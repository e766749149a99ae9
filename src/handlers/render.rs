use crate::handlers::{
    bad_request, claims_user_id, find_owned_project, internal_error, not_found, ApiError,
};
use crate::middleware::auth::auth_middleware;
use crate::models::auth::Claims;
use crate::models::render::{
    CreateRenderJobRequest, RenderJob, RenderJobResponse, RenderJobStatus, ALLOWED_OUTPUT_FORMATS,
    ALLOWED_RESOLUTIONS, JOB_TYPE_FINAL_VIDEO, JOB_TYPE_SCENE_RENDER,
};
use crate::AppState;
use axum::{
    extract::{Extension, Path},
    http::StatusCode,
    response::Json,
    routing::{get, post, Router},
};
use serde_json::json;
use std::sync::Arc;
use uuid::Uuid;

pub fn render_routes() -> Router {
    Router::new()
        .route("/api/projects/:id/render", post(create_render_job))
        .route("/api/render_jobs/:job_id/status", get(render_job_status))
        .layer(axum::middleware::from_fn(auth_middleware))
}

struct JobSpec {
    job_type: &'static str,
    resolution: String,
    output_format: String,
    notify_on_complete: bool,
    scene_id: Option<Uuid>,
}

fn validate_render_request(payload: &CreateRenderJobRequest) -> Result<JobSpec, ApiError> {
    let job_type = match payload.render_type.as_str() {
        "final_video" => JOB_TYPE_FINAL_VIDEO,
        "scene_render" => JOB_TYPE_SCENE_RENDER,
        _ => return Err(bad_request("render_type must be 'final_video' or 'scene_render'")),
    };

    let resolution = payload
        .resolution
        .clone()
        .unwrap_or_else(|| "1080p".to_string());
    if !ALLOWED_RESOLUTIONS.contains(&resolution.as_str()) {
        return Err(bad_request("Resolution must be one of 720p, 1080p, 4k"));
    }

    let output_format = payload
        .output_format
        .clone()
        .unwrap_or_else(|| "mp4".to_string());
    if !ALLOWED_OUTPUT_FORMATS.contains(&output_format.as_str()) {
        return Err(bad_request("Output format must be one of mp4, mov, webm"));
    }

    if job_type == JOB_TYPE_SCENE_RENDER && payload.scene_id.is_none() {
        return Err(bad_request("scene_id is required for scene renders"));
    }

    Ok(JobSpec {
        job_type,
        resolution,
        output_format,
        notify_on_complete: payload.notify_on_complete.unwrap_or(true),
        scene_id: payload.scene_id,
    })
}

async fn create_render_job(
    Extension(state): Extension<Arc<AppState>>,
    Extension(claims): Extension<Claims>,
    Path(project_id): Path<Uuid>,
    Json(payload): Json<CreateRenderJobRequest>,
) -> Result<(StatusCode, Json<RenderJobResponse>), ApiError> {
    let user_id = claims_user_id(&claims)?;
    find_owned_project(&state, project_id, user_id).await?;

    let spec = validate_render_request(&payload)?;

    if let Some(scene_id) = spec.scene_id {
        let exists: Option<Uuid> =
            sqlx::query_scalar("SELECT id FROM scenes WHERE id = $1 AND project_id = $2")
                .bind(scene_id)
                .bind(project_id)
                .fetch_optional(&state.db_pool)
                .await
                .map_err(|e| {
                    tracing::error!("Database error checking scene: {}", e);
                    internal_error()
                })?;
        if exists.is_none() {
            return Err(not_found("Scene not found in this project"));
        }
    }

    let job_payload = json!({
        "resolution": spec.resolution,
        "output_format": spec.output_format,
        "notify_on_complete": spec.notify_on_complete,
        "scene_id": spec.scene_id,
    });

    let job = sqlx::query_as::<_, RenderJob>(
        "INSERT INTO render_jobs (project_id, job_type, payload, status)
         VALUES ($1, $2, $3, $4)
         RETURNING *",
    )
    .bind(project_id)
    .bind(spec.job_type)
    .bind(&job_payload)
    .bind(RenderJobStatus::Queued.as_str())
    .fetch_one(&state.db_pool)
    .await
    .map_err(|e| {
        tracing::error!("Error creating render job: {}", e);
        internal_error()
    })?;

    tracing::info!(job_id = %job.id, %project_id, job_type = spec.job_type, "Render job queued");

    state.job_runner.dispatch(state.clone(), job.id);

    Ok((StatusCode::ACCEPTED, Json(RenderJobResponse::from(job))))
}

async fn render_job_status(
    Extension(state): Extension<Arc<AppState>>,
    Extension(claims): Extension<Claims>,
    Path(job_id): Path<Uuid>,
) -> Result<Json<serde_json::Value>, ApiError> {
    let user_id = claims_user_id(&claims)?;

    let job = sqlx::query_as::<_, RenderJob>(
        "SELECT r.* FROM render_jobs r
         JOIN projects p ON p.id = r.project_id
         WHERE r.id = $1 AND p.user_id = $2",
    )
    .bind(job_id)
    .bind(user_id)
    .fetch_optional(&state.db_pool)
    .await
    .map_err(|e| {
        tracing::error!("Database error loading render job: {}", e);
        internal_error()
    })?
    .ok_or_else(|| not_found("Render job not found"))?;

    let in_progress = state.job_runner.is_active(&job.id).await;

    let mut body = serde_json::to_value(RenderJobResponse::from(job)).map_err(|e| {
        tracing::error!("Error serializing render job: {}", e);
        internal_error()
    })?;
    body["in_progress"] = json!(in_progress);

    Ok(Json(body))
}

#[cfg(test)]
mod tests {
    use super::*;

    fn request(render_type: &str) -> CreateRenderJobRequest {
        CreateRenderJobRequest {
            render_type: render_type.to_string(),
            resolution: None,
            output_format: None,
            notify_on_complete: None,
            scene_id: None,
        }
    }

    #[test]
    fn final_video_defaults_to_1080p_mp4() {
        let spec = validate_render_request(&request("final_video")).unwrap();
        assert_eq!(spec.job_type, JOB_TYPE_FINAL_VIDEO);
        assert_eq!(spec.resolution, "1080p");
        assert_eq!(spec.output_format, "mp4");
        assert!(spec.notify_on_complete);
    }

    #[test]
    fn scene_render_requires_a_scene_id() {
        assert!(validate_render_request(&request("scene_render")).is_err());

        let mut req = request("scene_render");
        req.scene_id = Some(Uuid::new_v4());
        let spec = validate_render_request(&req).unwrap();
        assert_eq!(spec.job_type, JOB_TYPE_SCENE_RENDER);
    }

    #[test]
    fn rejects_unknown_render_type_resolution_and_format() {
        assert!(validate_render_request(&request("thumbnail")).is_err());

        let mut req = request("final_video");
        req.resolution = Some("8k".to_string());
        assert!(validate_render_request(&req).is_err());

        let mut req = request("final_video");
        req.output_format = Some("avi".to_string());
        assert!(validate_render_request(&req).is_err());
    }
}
-*-
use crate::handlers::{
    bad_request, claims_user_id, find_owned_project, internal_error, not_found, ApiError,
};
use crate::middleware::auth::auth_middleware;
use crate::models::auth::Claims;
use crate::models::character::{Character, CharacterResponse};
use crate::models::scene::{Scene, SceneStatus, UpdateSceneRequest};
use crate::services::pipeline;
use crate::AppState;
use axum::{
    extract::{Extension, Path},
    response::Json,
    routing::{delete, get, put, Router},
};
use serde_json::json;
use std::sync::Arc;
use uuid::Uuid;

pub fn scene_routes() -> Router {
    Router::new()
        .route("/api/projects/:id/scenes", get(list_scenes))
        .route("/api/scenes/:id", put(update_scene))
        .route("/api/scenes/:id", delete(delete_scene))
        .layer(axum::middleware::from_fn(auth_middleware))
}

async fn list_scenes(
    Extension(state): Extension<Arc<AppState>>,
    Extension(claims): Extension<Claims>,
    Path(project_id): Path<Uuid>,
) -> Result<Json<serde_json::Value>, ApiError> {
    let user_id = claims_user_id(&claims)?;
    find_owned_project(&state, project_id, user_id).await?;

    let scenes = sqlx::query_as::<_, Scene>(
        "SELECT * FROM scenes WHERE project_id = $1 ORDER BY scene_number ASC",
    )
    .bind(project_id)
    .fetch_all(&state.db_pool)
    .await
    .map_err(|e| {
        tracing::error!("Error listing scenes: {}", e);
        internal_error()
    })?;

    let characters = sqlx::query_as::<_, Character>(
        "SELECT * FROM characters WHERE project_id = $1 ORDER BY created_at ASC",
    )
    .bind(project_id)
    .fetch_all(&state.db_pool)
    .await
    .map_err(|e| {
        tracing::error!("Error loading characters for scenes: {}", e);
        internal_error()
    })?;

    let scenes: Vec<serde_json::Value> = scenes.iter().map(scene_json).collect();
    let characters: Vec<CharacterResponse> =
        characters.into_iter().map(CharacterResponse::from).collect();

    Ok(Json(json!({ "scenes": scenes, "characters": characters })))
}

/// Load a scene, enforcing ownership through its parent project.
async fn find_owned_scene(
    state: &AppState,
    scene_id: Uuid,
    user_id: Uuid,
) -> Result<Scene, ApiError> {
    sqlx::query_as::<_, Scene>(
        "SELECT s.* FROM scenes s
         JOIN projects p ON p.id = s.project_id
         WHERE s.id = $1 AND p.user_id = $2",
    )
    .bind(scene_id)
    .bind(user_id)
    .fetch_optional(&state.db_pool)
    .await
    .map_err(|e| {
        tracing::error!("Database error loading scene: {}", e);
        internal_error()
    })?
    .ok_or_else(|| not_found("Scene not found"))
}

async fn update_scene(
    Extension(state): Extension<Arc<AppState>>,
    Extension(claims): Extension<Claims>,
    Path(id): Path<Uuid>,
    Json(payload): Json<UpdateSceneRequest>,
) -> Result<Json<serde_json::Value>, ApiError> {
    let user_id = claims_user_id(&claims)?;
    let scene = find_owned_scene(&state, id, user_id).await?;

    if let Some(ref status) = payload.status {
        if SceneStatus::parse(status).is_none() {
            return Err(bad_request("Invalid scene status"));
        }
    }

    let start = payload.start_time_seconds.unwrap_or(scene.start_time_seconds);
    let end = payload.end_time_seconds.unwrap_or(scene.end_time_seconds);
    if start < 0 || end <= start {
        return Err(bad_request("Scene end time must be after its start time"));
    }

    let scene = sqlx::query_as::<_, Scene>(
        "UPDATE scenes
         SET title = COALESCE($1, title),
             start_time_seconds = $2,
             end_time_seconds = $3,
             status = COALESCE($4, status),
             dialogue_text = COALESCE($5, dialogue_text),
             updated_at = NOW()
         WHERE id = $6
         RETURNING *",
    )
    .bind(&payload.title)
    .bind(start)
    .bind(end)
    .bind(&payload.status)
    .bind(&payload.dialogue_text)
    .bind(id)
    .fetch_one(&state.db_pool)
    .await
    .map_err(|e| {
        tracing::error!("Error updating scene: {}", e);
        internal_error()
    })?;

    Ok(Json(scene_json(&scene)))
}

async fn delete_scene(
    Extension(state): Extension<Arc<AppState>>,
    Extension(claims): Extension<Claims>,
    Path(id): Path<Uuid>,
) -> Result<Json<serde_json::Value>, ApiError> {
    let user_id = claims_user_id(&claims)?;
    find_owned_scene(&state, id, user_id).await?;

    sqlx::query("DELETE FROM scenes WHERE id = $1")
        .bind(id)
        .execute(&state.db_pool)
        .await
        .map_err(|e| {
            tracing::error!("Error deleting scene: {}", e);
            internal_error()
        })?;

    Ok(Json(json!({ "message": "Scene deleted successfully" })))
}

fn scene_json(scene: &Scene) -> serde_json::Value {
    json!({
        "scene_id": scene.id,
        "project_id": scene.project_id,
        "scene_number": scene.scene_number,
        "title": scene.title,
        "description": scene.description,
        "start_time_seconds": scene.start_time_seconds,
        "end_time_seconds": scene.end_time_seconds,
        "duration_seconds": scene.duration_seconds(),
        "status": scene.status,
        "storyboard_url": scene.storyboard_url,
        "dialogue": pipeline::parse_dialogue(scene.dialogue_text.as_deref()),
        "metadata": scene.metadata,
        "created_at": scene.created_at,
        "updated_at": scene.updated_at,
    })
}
-*-
# [About this task]
Provide the count of lines in the data above that include the word "collect", with no added text.

# [Exercise output]
2